▶ _What needs to be done_:
Each line that holds the word "ReportResult" counts once; give the total for the records below and nothing else.

▶ _Data for processing_:

____

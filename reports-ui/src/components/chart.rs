//! Chart Component
//!
//! Line chart drawn on an HTML5 Canvas. [`CanvasSurface`] plugs into
//! `ChartRenderer`, which destroys the old chart before each new one.

use trend_reports::{format_count, ChartSpec, ChartSurface, ReportError, ReportResult};
use wasm_bindgen::closure::Closure;
use wasm_bindgen::{JsCast, JsValue};
use web_sys::{CanvasRenderingContext2d, HtmlCanvasElement, MouseEvent};

const BACKGROUND: &str = "#1f2937"; // gray-800
const MUTED_TEXT: &str = "#9ca3af"; // gray-400
const TOOLTIP_BACKGROUND: &str = "rgba(0, 0, 0, 0.8)";

// Margins
const MARGIN_LEFT: f64 = 60.0;
const MARGIN_RIGHT: f64 = 20.0;
const MARGIN_TOP: f64 = 40.0;
const MARGIN_BOTTOM: f64 = 40.0;

const Y_TICKS: usize = 5;
const MAX_X_LABELS: usize = 10;
const POINT_RADIUS: f64 = 3.0;

/// Plot area inside the canvas and the mapping from data to pixels
#[derive(Debug, Clone, Copy, PartialEq)]
struct Plot {
    left: f64,
    top: f64,
    width: f64,
    height: f64,
    y_min: f64,
    y_max: f64,
    points: usize,
}

impl Plot {
    fn new(canvas_width: f64, canvas_height: f64, spec: &ChartSpec) -> Self {
        let (y_min, y_max) = spec.y_bounds();
        Self {
            left: MARGIN_LEFT,
            top: MARGIN_TOP,
            width: (canvas_width - MARGIN_LEFT - MARGIN_RIGHT).max(1.0),
            height: (canvas_height - MARGIN_TOP - MARGIN_BOTTOM).max(1.0),
            y_min,
            y_max,
            points: spec.values.len(),
        }
    }

    fn bottom(&self) -> f64 {
        self.top + self.height
    }

    fn right(&self) -> f64 {
        self.left + self.width
    }

    /// Horizontal position of the point at `index`; a lone point is centred
    fn x(&self, index: usize) -> f64 {
        if self.points <= 1 {
            return self.left + self.width / 2.0;
        }
        self.left + (index as f64 / (self.points - 1) as f64) * self.width
    }

    /// Vertical position of `value` (inverted because canvas y grows downward)
    fn y(&self, value: f64) -> f64 {
        self.top + ((self.y_max - value) / (self.y_max - self.y_min)) * self.height
    }

    fn contains(&self, x: f64, y: f64) -> bool {
        x >= self.left && x <= self.right() && y >= self.top && y <= self.bottom()
    }

    /// Index of the point closest to `x` horizontally
    fn nearest(&self, x: f64) -> Option<usize> {
        match self.points {
            0 => None,
            1 => Some(0),
            n => {
                let step = self.width / (n - 1) as f64;
                let index = ((x - self.left) / step).round().max(0.0) as usize;
                Some(index.min(n - 1))
            }
        }
    }

    /// Every how many points an x label is drawn
    fn label_step(&self) -> usize {
        self.points.div_ceil(MAX_X_LABELS).max(1)
    }
}

/// A chart currently drawn on the canvas, with its hover listeners
pub struct CanvasChart {
    points: usize,
    on_move: Closure<dyn FnMut(MouseEvent)>,
    on_leave: Closure<dyn FnMut(MouseEvent)>,
}

impl CanvasChart {
    pub fn points(&self) -> usize {
        self.points
    }
}

/// The `reportChart` canvas as a chart surface
pub struct CanvasSurface {
    canvas: HtmlCanvasElement,
    ctx: CanvasRenderingContext2d,
}

impl CanvasSurface {
    pub fn new(canvas: HtmlCanvasElement) -> ReportResult<Self> {
        let ctx = canvas
            .get_context("2d")
            .ok()
            .flatten()
            .and_then(|ctx| ctx.dyn_into::<CanvasRenderingContext2d>().ok())
            .ok_or_else(|| ReportError::Render("canvas has no 2d context".to_string()))?;

        Ok(Self { canvas, ctx })
    }

    fn size(&self) -> (f64, f64) {
        (self.canvas.width() as f64, self.canvas.height() as f64)
    }
}

impl ChartSurface for CanvasSurface {
    type Handle = CanvasChart;

    fn create(&mut self, spec: &ChartSpec) -> ReportResult<CanvasChart> {
        let (width, height) = self.size();
        let plot = Plot::new(width, height, spec);
        draw_chart(&self.ctx, width, height, spec, &plot, None);

        let on_move = {
            let ctx = self.ctx.clone();
            let canvas = self.canvas.clone();
            let spec = spec.clone();
            Closure::<dyn FnMut(MouseEvent)>::new(move |event: MouseEvent| {
                let (x, y) = pointer_position(&canvas, &event);
                let hover = if plot.contains(x, y) { plot.nearest(x) } else { None };
                draw_chart(&ctx, width, height, &spec, &plot, hover);
            })
        };

        let on_leave = {
            let ctx = self.ctx.clone();
            let spec = spec.clone();
            Closure::<dyn FnMut(MouseEvent)>::new(move |_: MouseEvent| {
                draw_chart(&ctx, width, height, &spec, &plot, None);
            })
        };

        let listeners: [(&str, &JsValue); 2] = [
            ("mousemove", on_move.as_ref()),
            ("mouseleave", on_leave.as_ref()),
        ];
        attach_all(&self.canvas, &listeners).map_err(ReportError::Render)?;

        Ok(CanvasChart {
            points: spec.values.len(),
            on_move,
            on_leave,
        })
    }

    fn destroy(&mut self, chart: CanvasChart) {
        self.canvas.remove_listener("mousemove", chart.on_move.as_ref());
        self.canvas.remove_listener("mouseleave", chart.on_leave.as_ref());

        let (width, height) = self.size();
        self.ctx.clear_rect(0.0, 0.0, width, height);
    }
}

/// Something event listeners can be attached to
trait ListenerTarget<F: ?Sized> {
    fn add_listener(&self, event: &str, callback: &F) -> Result<(), String>;
    fn remove_listener(&self, event: &str, callback: &F);
}

impl ListenerTarget<JsValue> for HtmlCanvasElement {
    fn add_listener(&self, event: &str, callback: &JsValue) -> Result<(), String> {
        self.add_event_listener_with_callback(event, callback.unchecked_ref())
            .map_err(|e| format!("{:?}", e))
    }

    fn remove_listener(&self, event: &str, callback: &JsValue) {
        let _ = self.remove_event_listener_with_callback(event, callback.unchecked_ref());
    }
}

/// Attach every listener or none; on failure the ones already attached are
/// removed, since their closures are dropped with the error
fn attach_all<T, F>(target: &T, listeners: &[(&str, &F)]) -> Result<(), String>
where
    T: ListenerTarget<F>,
    F: ?Sized,
{
    for (attached, (event, callback)) in listeners.iter().enumerate() {
        if let Err(e) = target.add_listener(event, callback) {
            for (event, callback) in &listeners[..attached] {
                target.remove_listener(event, callback);
            }
            return Err(e);
        }
    }
    Ok(())
}

/// Pointer position in canvas pixels, correcting for CSS scaling
fn pointer_position(canvas: &HtmlCanvasElement, event: &MouseEvent) -> (f64, f64) {
    let scale_x = match canvas.client_width() {
        0 => 1.0,
        w => canvas.width() as f64 / w as f64,
    };
    let scale_y = match canvas.client_height() {
        0 => 1.0,
        h => canvas.height() as f64 / h as f64,
    };
    (event.offset_x() as f64 * scale_x, event.offset_y() as f64 * scale_y)
}

/// Draw the whole chart, with a tooltip for `hover` if set
fn draw_chart(
    ctx: &CanvasRenderingContext2d,
    width: f64,
    height: f64,
    spec: &ChartSpec,
    plot: &Plot,
    hover: Option<usize>,
) {
    let style = &spec.style;

    // Clear canvas
    ctx.set_fill_style(&BACKGROUND.into());
    ctx.fill_rect(0.0, 0.0, width, height);

    if spec.values.is_empty() {
        ctx.set_fill_style(&"#6b7280".into());
        ctx.set_font("16px sans-serif");
        ctx.set_text_align("center");
        let _ = ctx.fill_text("No data for selected range", width / 2.0, height / 2.0);
        return;
    }

    // Horizontal grid lines and y-axis labels
    ctx.set_stroke_style(&style.grid_color.to_css().into());
    ctx.set_line_width(1.0);
    ctx.set_font("12px sans-serif");
    ctx.set_text_align("right");
    for i in 0..=Y_TICKS {
        let value = plot.y_min + (i as f64 / Y_TICKS as f64) * (plot.y_max - plot.y_min);
        let y = plot.y(value);
        ctx.begin_path();
        ctx.move_to(plot.left, y);
        ctx.line_to(plot.right(), y);
        ctx.stroke();

        ctx.set_fill_style(&MUTED_TEXT.into());
        let _ = ctx.fill_text(&format_count(value), plot.left - 8.0, y + 4.0);
    }

    // Vertical grid lines and x-axis labels
    ctx.set_text_align("center");
    for (i, label) in spec.labels.iter().enumerate().step_by(plot.label_step()) {
        let x = plot.x(i);
        ctx.begin_path();
        ctx.move_to(x, plot.top);
        ctx.line_to(x, plot.bottom());
        ctx.stroke();

        ctx.set_fill_style(&MUTED_TEXT.into());
        let _ = ctx.fill_text(label, x, height - 12.0);
    }

    // Area under the line
    if style.fill {
        ctx.set_fill_style(&style.fill_color.to_css().into());
        ctx.begin_path();
        ctx.move_to(plot.x(0), plot.y(plot.y_min));
        for (i, value) in spec.values.iter().enumerate() {
            ctx.line_to(plot.x(i), plot.y(*value));
        }
        ctx.line_to(plot.x(spec.values.len() - 1), plot.y(plot.y_min));
        ctx.close_path();
        ctx.fill();
    }

    // Line
    ctx.set_stroke_style(&style.border_color.to_css().into());
    ctx.set_line_width(style.border_width as f64);
    ctx.begin_path();
    for (i, value) in spec.values.iter().enumerate() {
        if i == 0 {
            ctx.move_to(plot.x(i), plot.y(*value));
        } else {
            ctx.line_to(plot.x(i), plot.y(*value));
        }
    }
    ctx.stroke();

    // Points
    ctx.set_fill_style(&style.fill_color.to_css().into());
    for (i, value) in spec.values.iter().enumerate() {
        let radius = if hover == Some(i) { POINT_RADIUS * 1.5 } else { POINT_RADIUS };
        ctx.begin_path();
        let _ = ctx.arc(plot.x(i), plot.y(*value), radius, 0.0, std::f64::consts::PI * 2.0);
        ctx.fill();
        ctx.stroke();
    }

    draw_legend(ctx, width, spec);

    if let Some(index) = hover {
        draw_tooltip(ctx, width, spec, plot, index);
    }
}

/// Series swatch and label centred above the plot
fn draw_legend(ctx: &CanvasRenderingContext2d, width: f64, spec: &ChartSpec) {
    let style = &spec.style;
    ctx.set_font("12px sans-serif");
    let text_width = ctx
        .measure_text(&style.series_label)
        .map(|m| m.width())
        .unwrap_or(40.0);

    let box_size = 12.0;
    let x = (width - box_size - 6.0 - text_width) / 2.0;
    let y = 12.0;

    ctx.set_fill_style(&style.fill_color.to_css().into());
    ctx.fill_rect(x, y, box_size, box_size);
    ctx.set_stroke_style(&style.border_color.to_css().into());
    ctx.set_line_width(style.border_width as f64);
    ctx.stroke_rect(x, y, box_size, box_size);

    ctx.set_fill_style(&style.legend_color.to_css().into());
    ctx.set_text_align("left");
    let _ = ctx.fill_text(&style.series_label, x + box_size + 6.0, y + 10.0);
}

/// Date label and `Count: n` in a box above the hovered point
fn draw_tooltip(
    ctx: &CanvasRenderingContext2d,
    width: f64,
    spec: &ChartSpec,
    plot: &Plot,
    index: usize,
) {
    let (Some(title), Some(body)) = (spec.labels.get(index), spec.tooltip(index)) else {
        return;
    };

    ctx.set_font("12px sans-serif");
    let text_width = [title.as_str(), body.as_str()]
        .iter()
        .filter_map(|text| ctx.measure_text(text).ok())
        .map(|m| m.width())
        .fold(0.0, f64::max);

    let padding = 6.0;
    let box_width = text_width + padding * 2.0;
    let box_height = 36.0;
    let x = (plot.x(index) - box_width / 2.0).clamp(0.0, (width - box_width).max(0.0));
    let y = (plot.y(spec.values[index]) - box_height - 8.0).max(0.0);

    ctx.set_fill_style(&TOOLTIP_BACKGROUND.into());
    ctx.fill_rect(x, y, box_width, box_height);

    ctx.set_fill_style(&"#ffffff".into());
    ctx.set_text_align("left");
    let _ = ctx.fill_text(title, x + padding, y + 14.0);
    let _ = ctx.fill_text(&body, x + padding, y + 30.0);
}


#[cfg(all(test, target_arch = "wasm32"))]
mod wasm_tests {
    use super::*;
    use trend_reports::ChartRenderer;
    use wasm_bindgen_test::*;

    wasm_bindgen_test_configure!(run_in_browser);

    fn canvas() -> HtmlCanvasElement {
        let document = web_sys::window().unwrap().document().unwrap();
        let canvas: HtmlCanvasElement = document.create_element("canvas").unwrap().dyn_into().unwrap();
        canvas.set_width(400);
        canvas.set_height(200);
        canvas
    }

    #[wasm_bindgen_test]
    fn test_rerender_replaces_chart() {
        let surface = CanvasSurface::new(canvas()).unwrap();
        let mut renderer = ChartRenderer::new(surface);

        let chart = renderer
            .render(vec!["a".into(), "b".into()], vec![1.0, 2.0])
            .unwrap();
        assert_eq!(chart.points(), 2);

        let chart = renderer.render(vec!["c".into()], vec![3.0]).unwrap();
        assert_eq!(chart.points(), 1);
        assert_eq!(renderer.generation(), 2);

        renderer.teardown();
        assert!(!renderer.has_chart());
    }
}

____

▶ _Solution to this exercise_:
3